翼状片は、眼球に対しての障害が蓄積することで発症します。そのため幼児期に発症することは少なく、高齢者にみることが多いです。両目に生じることもまれではありません。
似たような見た目を呈する眼の状態として、「瞼裂斑」と呼ばれるものがあります。瞼裂斑は、眼にできたシミのようなものであり、白目に当たる眼球結膜にタンパク質や脂肪、カルシウムなどが沈着して黄色い変色を来した状態です。瞼裂は鼻に近い眼球結膜に生じることが多いですが、翼状片とは異なり角膜を覆うような形で広がることはありません。
症状
翼状片の症状は軽度のものから重度のものまでさまざまです。翼状片が拡大をしている状況では、眼球結膜の充血や異物感などを自覚することがあります。異物感としては、眼が乾く、かゆい、焼けるような感覚がある、ホコリが入り込んだような感じがする、などさまざまなものがあります。

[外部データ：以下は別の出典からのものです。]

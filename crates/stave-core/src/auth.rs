//! Auth session types shared with the external auth subsystem.
//!
//! Stave does not implement sign-in flows; the host application obtains a
//! [`Session`] from its auth provider and hands it to the sync worker. All
//! entity mutations that stamp a user id require an [`Identity`], which can
//! only be derived from a session — there is no way to construct one from a
//! bare string, so placeholder authors cannot reach the outbox.

use std::fmt;
use std::time::{SystemTime, UNIX_EPOCH};

use serde::{Deserialize, Serialize};

const EXPIRY_SKEW_SECONDS: i64 = 60;

/// Opaque identifier of a remote user.
#[derive(Debug, Clone, PartialEq, Eq, Hash, Serialize, Deserialize)]
#[serde(transparent)]
pub struct UserId(String);

impl UserId {
    pub fn new(id: impl Into<String>) -> Self {
        Self(id.into())
    }

    #[must_use]
    pub fn as_str(&self) -> &str {
        &self.0
    }
}

impl fmt::Display for UserId {
    fn fmt(&self, f: &mut fmt::Formatter<'_>) -> fmt::Result {
        write!(f, "{}", self.0)
    }
}

/// The authenticated user attached to a session.
#[derive(Debug, Clone, PartialEq, Eq, Serialize, Deserialize)]
pub struct AuthUser {
    pub id: UserId,
    pub email: Option<String>,
}

/// Credentials issued by the auth provider.
///
/// The access token is re-applied to the remote client at the start of every
/// sync cycle, since the provider can rotate it asynchronously.
#[derive(Clone, PartialEq, Eq, Serialize, Deserialize)]
pub struct Session {
    pub access_token: String,
    pub refresh_token: String,
    pub expires_at: i64,
    pub user: AuthUser,
}

impl Session {
    /// Whether this session is expired (with clock skew allowance).
    #[must_use]
    pub fn is_expired(&self) -> bool {
        self.expires_at <= unix_timestamp_now() + EXPIRY_SKEW_SECONDS
    }

    /// The proof-of-authentication required by entity mutations.
    #[must_use]
    pub fn identity(&self) -> Identity {
        Identity {
            user_id: self.user.id.clone(),
        }
    }
}

impl fmt::Debug for Session {
    fn fmt(&self, formatter: &mut fmt::Formatter<'_>) -> fmt::Result {
        formatter
            .debug_struct("Session")
            .field("access_token", &"[REDACTED]")
            .field("refresh_token", &"[REDACTED]")
            .field("expires_at", &self.expires_at)
            .field("user", &self.user)
            .finish()
    }
}

/// A resolved user identity.
///
/// Only obtainable from [`Session::identity`]; the private field keeps
/// callers from minting identities out of arbitrary strings.
#[derive(Debug, Clone, PartialEq, Eq)]
pub struct Identity {
    user_id: UserId,
}

impl Identity {
    #[must_use]
    pub const fn user_id(&self) -> &UserId {
        &self.user_id
    }
}

fn unix_timestamp_now() -> i64 {
    SystemTime::now()
        .duration_since(UNIX_EPOCH)
        .map_or(0, |duration| {
            i64::try_from(duration.as_secs()).unwrap_or(i64::MAX)
        })
}

#[cfg(test)]
pub(crate) fn test_session(user_id: &str) -> Session {
    Session {
        access_token: "test-access-token".to_string(),
        refresh_token: "test-refresh-token".to_string(),
        expires_at: unix_timestamp_now() + 3600,
        user: AuthUser {
            id: UserId::new(user_id),
            email: Some(format!("{user_id}@example.com")),
        },
    }
}
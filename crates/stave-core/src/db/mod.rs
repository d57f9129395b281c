//! Local durable storage for Stave
//!
//! Three SQLite-backed stores (`notebooks`, `notes`, `pending_changes`)
//! holding JSON documents with extracted index columns, plus the
//! transactional outbox commit used by every local mutation.

mod connection;
mod migrations;
mod store;

pub use connection::Database;
pub use store::LocalStore;
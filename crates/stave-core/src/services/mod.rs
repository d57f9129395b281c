//! Domain services
//!
//! Application-facing state holders. Each service owns its collaborators,
//! is explicitly started with `initialize` and stopped with `dispose`, and
//! exposes snapshots rather than live references.

pub mod notebook;

pub use notebook::NotebookService;
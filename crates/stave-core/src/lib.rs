//! stave-core - Core library for Stave
//!
//! This crate contains the shared models, local storage, offline-first sync
//! engine, and domain services used by all Stave interfaces. Writes land in
//! the local database first and queue an outbox entry in the same
//! transaction; a background worker drains the outbox to the remote store
//! and reconciles pulled changes last-writer-wins by version.

pub mod auth;
pub mod db;
pub mod error;
pub mod models;
pub mod remote;
pub mod services;
pub mod sync;

pub use auth::{Identity, Session, UserId};
pub use db::{Database, LocalStore};
pub use error::{Error, Result};
pub use models::{Note, NoteId, Notebook, NotebookId};
pub use services::NotebookService;
pub use sync::SyncConfig;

翼状片では眼の見た目の変化も明らかであり、白目から黒目に広がる形で白い構造物が覆うことになります。黒目の部分に広く異常構造物が入り込むと、眼球内への光の透過性が阻害されることになります。さらに角膜の形態も歪むことになり、視力低下や乱視などの症状を呈するようにもなります。また、翼状片により眼球運動が障害を受け、ものが二重に見える複視症状を呈することもあります。
検査・診断
翼状片は、鏡でご自身の眼を観察することから疑われることになります。眼科的には細隙灯顕微鏡を用いて、詳細に患部を観察することから病気を診断します。また、翼状片では乱視や視力低下を来すこともあるため、一般的な視力検査や乱視の検査などの評価も行います。
治療
翼状片自体は悪性の組織ではありませんが、眼の違和感や充血などの症状を引き起こしたり、場合によっては視覚に対しての悪影響(乱視や視力低下、複視など)を及ぼしたりすることになります。そのため、こうした症状に対応するために、点眼薬や手術で治療を行うことが検討されます。根本的な治療方法は手術になります。
手術療法は、通常日帰りで行うことが可能です。局所麻酔を用いて、異常組織に当たる翼状片を摘出することになります。ただし、翼状片を摘出するのみでは再発することも多く、結膜弁移植や自己結膜移植といった再発予防策を同時に行うことも重要です。しかし、特に若い方(50歳未満)では、こうした予防策を講じても再発する確率はなおも高いことには留意が必要です。
その他の再発予防法として、手術中にマイトマイシンCと呼ばれる薬剤を使用することもあります。マイトマイシンCは抗がん剤の一種であり、翼状片の原因となる異常細胞増殖を抑制するために使用されます。